A qualitative study was conducted to investigate parental knowledge about genetic concepts and WGS, thoughts about the informed consent process, and preferences for secondary findings. Focus groups were conducted with parents/guardians of children with cancer and semi-structured interviews were conducted in a control group without cancer. All transcripts were analyzed using content analysis.
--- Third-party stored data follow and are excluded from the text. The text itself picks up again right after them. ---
pub mod analyze;
pub mod config;
pub mod monitor;

use std::path::PathBuf;

use anyhow::{Context, Result};
use clap::{Args, ValueEnum};
use cropsight_core::profile::CloseRangeMode;
use cropsight_core::session::SessionConfig;

#[derive(Clone, Copy, ValueEnum)]
pub enum CloseRangeArg {
    On,
    Off,
    Auto,
}

impl From<CloseRangeArg> for CloseRangeMode {
    fn from(arg: CloseRangeArg) -> Self {
        match arg {
            CloseRangeArg::On => CloseRangeMode::On,
            CloseRangeArg::Off => CloseRangeMode::Off,
            CloseRangeArg::Auto => CloseRangeMode::Auto,
        }
    }
}

/// Session settings shared by `analyze` and `monitor`. Flags override the
/// config file.
#[derive(Args)]
pub struct SessionArgs {
    /// Session config file (TOML)
    #[arg(long)]
    pub config: Option<PathBuf>,

    /// Crop type (wheat, corn, rice, cotton, general)
    #[arg(long)]
    pub crop: Option<String>,

    /// Weather condition (clear, cloudy, overcast, sunny, rainy)
    #[arg(long)]
    pub weather: Option<String>,

    /// Close-range threshold mode
    #[arg(long, value_enum)]
    pub close_range: Option<CloseRangeArg>,

    /// Minimum seconds between accepted commands
    #[arg(long)]
    pub interval: Option<f64>,

    /// Starting altitude in meters
    #[arg(long)]
    pub altitude: Option<f64>,
}

impl SessionArgs {
    pub fn load(&self) -> Result<SessionConfig> {
        let mut config = match self.config {
            Some(ref path) => {
                let contents = std::fs::read_to_string(path)
                    .with_context(|| format!("Failed to read config {}", path.display()))?;
                toml::from_str(&contents).context("Invalid session config")?
            }
            None => SessionConfig::default(),
        };

        if let Some(ref crop) = self.crop {
            config.crop_type = crop.clone();
        }
        if let Some(ref weather) = self.weather {
            config.weather_condition = weather.clone();
        }
        if let Some(mode) = self.close_range {
            config.close_range_mode = mode.into();
        }
        if let Some(interval) = self.interval {
            config.command_interval_seconds = interval;
        }
        if let Some(altitude) = self.altitude {
            config.initial_altitude = altitude;
        }
        Ok(config)
    }
}
use ndarray::Array2;

/// Compute Laplacian variance of a plane; higher means sharper.
///
/// Convolves with the 3x3 Laplacian kernel:
///   0  1  0
///   1 -4  1
///   0  1  0
/// Then returns the variance of the result over interior pixels.
pub fn laplacian_variance_array(data: &Array2<f32>) -> f64 {
    let (h, w) = data.dim();
    if h < 3 || w < 3 {
        return 0.0;
    }

    let mut sum = 0.0f64;
    let mut sum_sq = 0.0f64;
    let count = ((h - 2) * (w - 2)) as f64;

    for row in 1..h - 1 {
        for col in 1..w - 1 {
            let lap = -4.0 * data[[row, col]] as f64
                + data[[row - 1, col]] as f64
                + data[[row + 1, col]] as f64
                + data[[row, col - 1]] as f64
                + data[[row, col + 1]] as f64;
            sum += lap;
            sum_sq += lap * lap;
        }
    }

    let mean = sum / count;
    (sum_sq / count - mean * mean).max(0.0)
}
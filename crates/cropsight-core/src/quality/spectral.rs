use ndarray::Array2;
use num_complex::Complex;
use rustfft::FftPlanner;

use crate::consts::SPECTRAL_WINDOW_HALF;

/// Mean log-magnitude of the centred spectrum inside a window around DC.
///
/// The spectrum is shifted so DC sits at (h/2, w/2); the window spans
/// `SPECTRAL_WINDOW_HALF` bins on each side, clipped to the plane.
pub fn spectral_focus_array(gray: &Array2<f32>) -> f64 {
    let (h, w) = gray.dim();
    if h == 0 || w == 0 {
        return 0.0;
    }

    let spectrum = fft2d(gray);

    let cy = h / 2;
    let cx = w / 2;
    let row_lo = cy.saturating_sub(SPECTRAL_WINDOW_HALF);
    let row_hi = (cy + SPECTRAL_WINDOW_HALF).min(h);
    let col_lo = cx.saturating_sub(SPECTRAL_WINDOW_HALF);
    let col_hi = (cx + SPECTRAL_WINDOW_HALF).min(w);

    let mut sum = 0.0f64;
    let mut count = 0usize;
    for row in row_lo..row_hi {
        let src_row = shifted_index(row, h);
        for col in col_lo..col_hi {
            let src_col = shifted_index(col, w);
            sum += (spectrum[[src_row, src_col]].norm() + 1.0).ln();
            count += 1;
        }
    }

    sum / count as f64
}

/// Source index feeding position `k` of an fft-shifted axis of length `n`.
#[inline]
fn shifted_index(k: usize, n: usize) -> usize {
    (k + n - n / 2) % n
}

/// 2D FFT: row-wise FFT, then column-wise FFT.
fn fft2d(data: &Array2<f32>) -> Array2<Complex<f64>> {
    let (h, w) = data.dim();
    let mut planner = FftPlanner::new();
    let fft_row = planner.plan_fft_forward(w);
    let fft_col = planner.plan_fft_forward(h);

    let mut result = data.mapv(|v| Complex::new(v as f64, 0.0));

    // Row-wise FFT
    for row in 0..h {
        let mut row_data: Vec<Complex<f64>> = (0..w).map(|c| result[[row, c]]).collect();
        fft_row.process(&mut row_data);
        for (col, v) in row_data.into_iter().enumerate() {
            result[[row, col]] = v;
        }
    }

    // Column-wise FFT
    for col in 0..w {
        let mut col_data: Vec<Complex<f64>> = (0..h).map(|r| result[[r, col]]).collect();
        fft_col.process(&mut col_data);
        for (row, v) in col_data.into_iter().enumerate() {
            result[[row, col]] = v;
        }
    }

    result
}

#[cfg(test)]
mod tests {
    use super::*;

    #[test]
    fn shift_matches_even_and_odd_layouts() {
        // fftshift([0,1,2,3]) == [2,3,0,1]
        let even: Vec<usize> = (0..4).map(|k| shifted_index(k, 4)).collect();
        assert_eq!(even, vec![2, 3, 0, 1]);
        // fftshift([0,1,2,3,4]) == [3,4,0,1,2]
        let odd: Vec<usize> = (0..5).map(|k| shifted_index(k, 5)).collect();
        assert_eq!(odd, vec![3, 4, 0, 1, 2]);
    }

    #[test]
    fn constant_plane_only_has_dc_energy() {
        let plane = Array2::<f32>::from_elem((8, 8), 1.0);
        let spectrum = fft2d(&plane);
        assert!((spectrum[[0, 0]].re - 64.0).abs() < 1e-9);
        assert!(spectrum[[1, 1]].norm() < 1e-9);
    }
}
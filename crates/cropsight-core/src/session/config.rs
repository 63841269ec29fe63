use std::path::PathBuf;

use serde::{Deserialize, Serialize};

use crate::consts::{DEFAULT_ALTITUDE_M, DEFAULT_COMMAND_INTERVAL_SECS, DEFAULT_HISTORY_CAPACITY};
use crate::profile::{CloseRangeMode, CropProfile, WeatherProfile};

/// Settings for one monitoring session.
///
/// Crop and weather are kept as free-form names so that unknown values load
/// and fall back to the general/clear profiles instead of failing.
#[derive(Clone, Debug, PartialEq, Serialize, Deserialize)]
pub struct SessionConfig {
    #[serde(default = "default_crop_type")]
    pub crop_type: String,
    #[serde(default = "default_weather_condition")]
    pub weather_condition: String,
    #[serde(default)]
    pub close_range_mode: CloseRangeMode,
    /// Minimum spacing between accepted commands, seconds.
    #[serde(default = "default_command_interval")]
    pub command_interval_seconds: f64,
    /// Accepted commands kept in memory.
    #[serde(default = "default_history_capacity")]
    pub history_capacity: usize,
    /// Altitude assumed until the first accepted command, meters.
    #[serde(default = "default_initial_altitude")]
    pub initial_altitude: f64,
    /// JSON-lines file receiving accepted commands.
    #[serde(default, skip_serializing_if = "Option::is_none")]
    pub history_path: Option<PathBuf>,
    #[serde(default, skip_serializing_if = "Option::is_none")]
    pub planner: Option<PlannerConfig>,
}

fn default_crop_type() -> String {
    "general".to_string()
}
fn default_weather_condition() -> String {
    "clear".to_string()
}
fn default_command_interval() -> f64 {
    DEFAULT_COMMAND_INTERVAL_SECS
}
fn default_history_capacity() -> usize {
    DEFAULT_HISTORY_CAPACITY
}
fn default_initial_altitude() -> f64 {
    DEFAULT_ALTITUDE_M
}

impl Default for SessionConfig {
    fn default() -> Self {
        Self {
            crop_type: default_crop_type(),
            weather_condition: default_weather_condition(),
            close_range_mode: CloseRangeMode::default(),
            command_interval_seconds: DEFAULT_COMMAND_INTERVAL_SECS,
            history_capacity: DEFAULT_HISTORY_CAPACITY,
            initial_altitude: DEFAULT_ALTITUDE_M,
            history_path: None,
            planner: None,
        }
    }
}

impl SessionConfig {
    pub fn crop_profile(&self) -> CropProfile {
        CropProfile::from_name(&self.crop_type)
    }

    pub fn weather_profile(&self) -> WeatherProfile {
        WeatherProfile::from_name(&self.weather_condition)
    }
}

/// External path-planning utility invoked with each accepted command.
#[derive(Clone, Debug, PartialEq, Serialize, Deserialize)]
pub struct PlannerConfig {
    pub program: PathBuf,
    /// Extra arguments placed before altitude and polygon.
    #[serde(default)]
    pub args: Vec<String>,
    /// Field boundary as (lat, lon) vertices.
    #[serde(default)]
    pub polygon: Vec<[f64; 2]>,
}
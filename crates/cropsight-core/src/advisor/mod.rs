pub mod command;

use serde::{Deserialize, Serialize};
use tracing::debug;

use crate::profile::CropProfile;
use crate::quality::scoring::composite_score;
use crate::quality::status::{
    BrightnessStatus, CoverageStatus, HealthStatus, NoiseStatus, SharpnessStatus, TextureStatus,
};
use crate::quality::QualityAnalysis;

pub use command::{
    clamp_altitude, Action, AdjustmentCommand, AngleDirection, Category, Directive, Priority,
};

/// Scores at or above this hold position without evaluating corrective rules.
pub const MAINTAIN_SCORE: f64 = 80.0;
/// Below this score, a cycle with no triggered rule still suggests fine-tuning.
pub const FINE_TUNE_SCORE: f64 = 70.0;

const BLUR_DESCENT_M: f64 = 1.25;
const LIGHTING_STEP_M: f64 = 0.75;
const DETAIL_DESCENT_M: f64 = 0.75;
const NOISE_ASCENT_M: f64 = 0.5;
const COVERAGE_ASCENT_M: f64 = 0.5;

/// Altitude inputs for one advisory cycle.
#[derive(Clone, Copy, Debug, PartialEq)]
pub struct AltitudeContext {
    /// Altitude the session believes it is at (last accepted target).
    pub tracked: f64,
    /// Latest external telemetry sample, if any.
    pub telemetry: Option<f64>,
}

impl AltitudeContext {
    /// Reference altitude for relative moves: telemetry wins over tracking.
    pub fn base(&self) -> f64 {
        self.telemetry.unwrap_or(self.tracked)
    }
}

/// Outcome of one advisory cycle.
#[derive(Clone, Debug, PartialEq, Serialize, Deserialize)]
pub struct Advice {
    pub score: f64,
    pub priority: Priority,
    pub feedback: Vec<String>,
    /// Ordered by priority, highest first; ties keep rule order.
    pub adjustments: Vec<AdjustmentCommand>,
}

impl Advice {
    /// The adjustment a controller should act on first.
    pub fn primary(&self) -> Option<&AdjustmentCommand> {
        self.adjustments.first()
    }

    pub fn primary_action(&self) -> Action {
        self.primary().map_or(Action::Maintain, |cmd| cmd.action)
    }

    pub fn directive(&self) -> Directive {
        self.priority.directive()
    }
}

/// Turns classified metrics into positioning recommendations for one crop.
#[derive(Clone, Debug)]
pub struct PositioningAdvisor {
    crop: CropProfile,
}

impl PositioningAdvisor {
    pub fn new(crop: CropProfile) -> Self {
        Self { crop }
    }

    pub fn crop(&self) -> &CropProfile {
        &self.crop
    }

    pub fn advise(&self, analysis: &QualityAnalysis, altitude: AltitudeContext) -> Advice {
        let score = composite_score(analysis);

        if score >= MAINTAIN_SCORE {
            return Advice {
                score,
                priority: Priority::Optimal,
                feedback: vec!["Excellent quality! Maintain current position".to_string()],
                adjustments: Vec::new(),
            };
        }

        let baseline = Priority::from_score(score);
        let mut feedback = vec![band_feedback(baseline).to_string()];

        let correction = self.altitude_correction(altitude.telemetry);
        let corrected = correction.is_some();
        let mut adjustments: Vec<_> = correction.into_iter().collect();
        adjustments.extend(corrective_rules(analysis, altitude.base(), corrected));

        // Stable: equal priorities keep rule order, altitude correction first.
        adjustments.sort_by(|a, b| b.priority.cmp(&a.priority));

        let priority = adjustments
            .iter()
            .map(|cmd| cmd.priority)
            .fold(baseline, Priority::max);

        feedback.extend(adjustments.iter().map(|cmd| cmd.reason.clone()));

        if analysis.statuses.health == HealthStatus::Poor {
            feedback.push("Focus on this area for detailed disease monitoring".to_string());
        }
        if adjustments.is_empty() && score < FINE_TUNE_SCORE {
            feedback.push("Quality is acceptable. Fine-tune position if needed".to_string());
        }

        debug!(
            score,
            priority = priority.as_u8(),
            adjustments = adjustments.len(),
            "Advice computed"
        );

        Advice {
            score,
            priority,
            feedback,
            adjustments,
        }
    }

    /// Height correction when telemetry is outside the crop's tolerance band.
    fn altitude_correction(&self, telemetry: Option<f64>) -> Option<AdjustmentCommand> {
        let current = telemetry?;
        let optimal = self.crop.optimal_altitude;
        let diff = current - optimal;
        if diff.abs() <= self.crop.altitude_tolerance {
            return None;
        }

        let target = clamp_altitude(optimal);
        let (action, reason) = if diff > 0.0 {
            (
                Action::DecreaseAltitude {
                    meters: diff,
                    target,
                },
                format!(
                    "Too high for {}: {current:.1}m, descend {diff:.1}m to reach {optimal:.1}m",
                    self.crop.kind.name()
                ),
            )
        } else {
            (
                Action::IncreaseAltitude {
                    meters: -diff,
                    target,
                },
                format!(
                    "Too low for {}: {current:.1}m, ascend {:.1}m to reach {optimal:.1}m",
                    self.crop.kind.name(),
                    -diff
                ),
            )
        };

        Some(AdjustmentCommand {
            action,
            category: Category::Height,
            priority: Priority::Critical,
            reason,
        })
    }
}

fn band_feedback(baseline: Priority) -> &'static str {
    match baseline {
        Priority::Optimal => "Excellent quality! Maintain current position",
        Priority::Low => "Good quality. Slight adjustments possible",
        Priority::Moderate => "Moderate quality. Consider adjustments",
        Priority::Critical => "Poor quality. Significant adjustments needed",
    }
}

fn command(action: Action, category: Category, priority: Priority, reason: &str) -> AdjustmentCommand {
    AdjustmentCommand {
        action,
        category,
        priority,
        reason: reason.to_string(),
    }
}

/// Evaluate the corrective rules in fixed order; each contributes at most one
/// command. Relative moves start from `base` altitude. `height_corrected`
/// means a telemetry correction is already queued.
fn corrective_rules(
    analysis: &QualityAnalysis,
    base: f64,
    height_corrected: bool,
) -> Vec<AdjustmentCommand> {
    let s = &analysis.statuses;
    let mut out = Vec::new();

    if s.sharpness == SharpnessStatus::Blurry {
        out.push(command(
            Action::descend(base, BLUR_DESCENT_M),
            Category::Focus,
            Priority::Critical,
            "Move closer by 1.0-1.5m for sharper crop details",
        ));
    }
    match s.brightness {
        BrightnessStatus::TooDark => out.push(command(
            Action::descend(base, LIGHTING_STEP_M),
            Category::Lighting,
            Priority::Moderate,
            "Move closer by 0.5-1.0m for better lighting",
        )),
        BrightnessStatus::TooBright => out.push(command(
            Action::ascend(base, LIGHTING_STEP_M),
            Category::Lighting,
            Priority::Moderate,
            "Move farther by 0.5-1.0m to reduce overexposure",
        )),
        BrightnessStatus::Optimal | BrightnessStatus::Acceptable => {}
    }
    if s.color_coverage == CoverageStatus::Low {
        out.push(command(
            Action::AdjustAngle {
                direction: AngleDirection::Downward,
            },
            Category::Coverage,
            Priority::Moderate,
            "Adjust camera angle downward to focus on the crop field",
        ));
    }
    if s.texture_variance == TextureStatus::Low {
        out.push(command(
            Action::descend(base, DETAIL_DESCENT_M),
            Category::Detail,
            Priority::Moderate,
            "Move closer by 0.5-1.0m for better crop detail detection",
        ));
    }
    if s.noise == NoiseStatus::High {
        out.push(command(
            Action::ascend(base, NOISE_ASCENT_M),
            Category::Noise,
            Priority::Low,
            "Move slightly farther to reduce noise",
        ));
    }
    // Only worth trading sharpness for coverage when nothing else needs fixing.
    if s.sharpness == SharpnessStatus::VerySharp && out.is_empty() && !height_corrected {
        out.push(command(
            Action::ascend(base, COVERAGE_ASCENT_M),
            Category::Coverage,
            Priority::Low,
            "Sharpness is excellent, move slightly farther for wider coverage",
        ));
    }

    out
}
use ndarray::Array2;

use super::{clamp_index, map_pixels};

/// 3x3 median filter. Borders replicate the edge pixel.
pub fn median3_array(data: &Array2<f32>) -> Array2<f32> {
    let (h, w) = data.dim();

    map_pixels(h, w, |row, col| {
        let mut window = [0.0f32; 9];
        let mut i = 0;
        for dr in -1isize..=1 {
            for dc in -1isize..=1 {
                let r = clamp_index(row as isize + dr, h);
                let c = clamp_index(col as isize + dc, w);
                window[i] = data[[r, c]];
                i += 1;
            }
        }
        window.sort_unstable_by(|a, b| a.total_cmp(b));
        window[4]
    })
}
Four focus groups included 15 participants; eight semi-structured interviews included 10 participants. Basic knowledge about genetics was limited to heredity. Some knowledge of genomic analysis was present in 3/15 focus group participants. Major factors related to participation in WGS research were: (i) hope for their child and future children; (ii) no additional procedures; (iii) and protection of privacy. All favored a two-step consent process, first to store extra tissue from a diagnostic biopsy/resection, followed by consenting to WGS research, one-to-two months later. The desire to receive secondary findings was high among both groups, but there were individuals who did not want these results, fearing increased anxiety.
Parents/guardians of children with cancer have limited knowledge about WGS. A two-step consent process may improve their ability to provide meaningful informed consent.
在儿科癌症诊断研究中引入全基因组测序(WGS)带来了与知情同意相关的独特挑战。WGS需要在开始治疗前获取组织样本,而此时家庭可能因不确定性和恐惧而不堪重负。在没有充分理解包括次要发现在内的可能结果范围的情况下,参与的积极性可能很高。关于父母对这类研究的知识、态度和信念知之甚少。
进行了一项定性研究,以调查父母对遗传概念和WGS的了解、对知情同意过程的看法以及对次要发现的偏好。对癌症患儿的父母/监护人进行了焦点小组访谈,并对无癌症的对照组进行了半结构化访谈。所有访谈记录均采用内容分析法进行分析。
四个焦点小组包括15名参与者;八个半结构化访谈包括10名参与者。关于遗传学的基本知识仅限于遗传。15名焦点小组参与者中有3人对基因组分析有一定了解。参与WGS研究的主要因素包括:(i)对自己孩子和未来孩子的希望;(ii)无需额外程序;(iii)隐私保护。所有人都赞成分两步进行同意程序,首先是存储诊断性活检/切除的多余组织,然后在一到两个月后同意进行WGS研究。两组中对接收次要发现的意愿都很高,但也有一些人不想要这些结果,担心会增加焦虑。
癌症患儿的父母/监护人对WGS的了解有限。分两步进行的同意程序可能会提高他们提供有意义的知情同意的能力。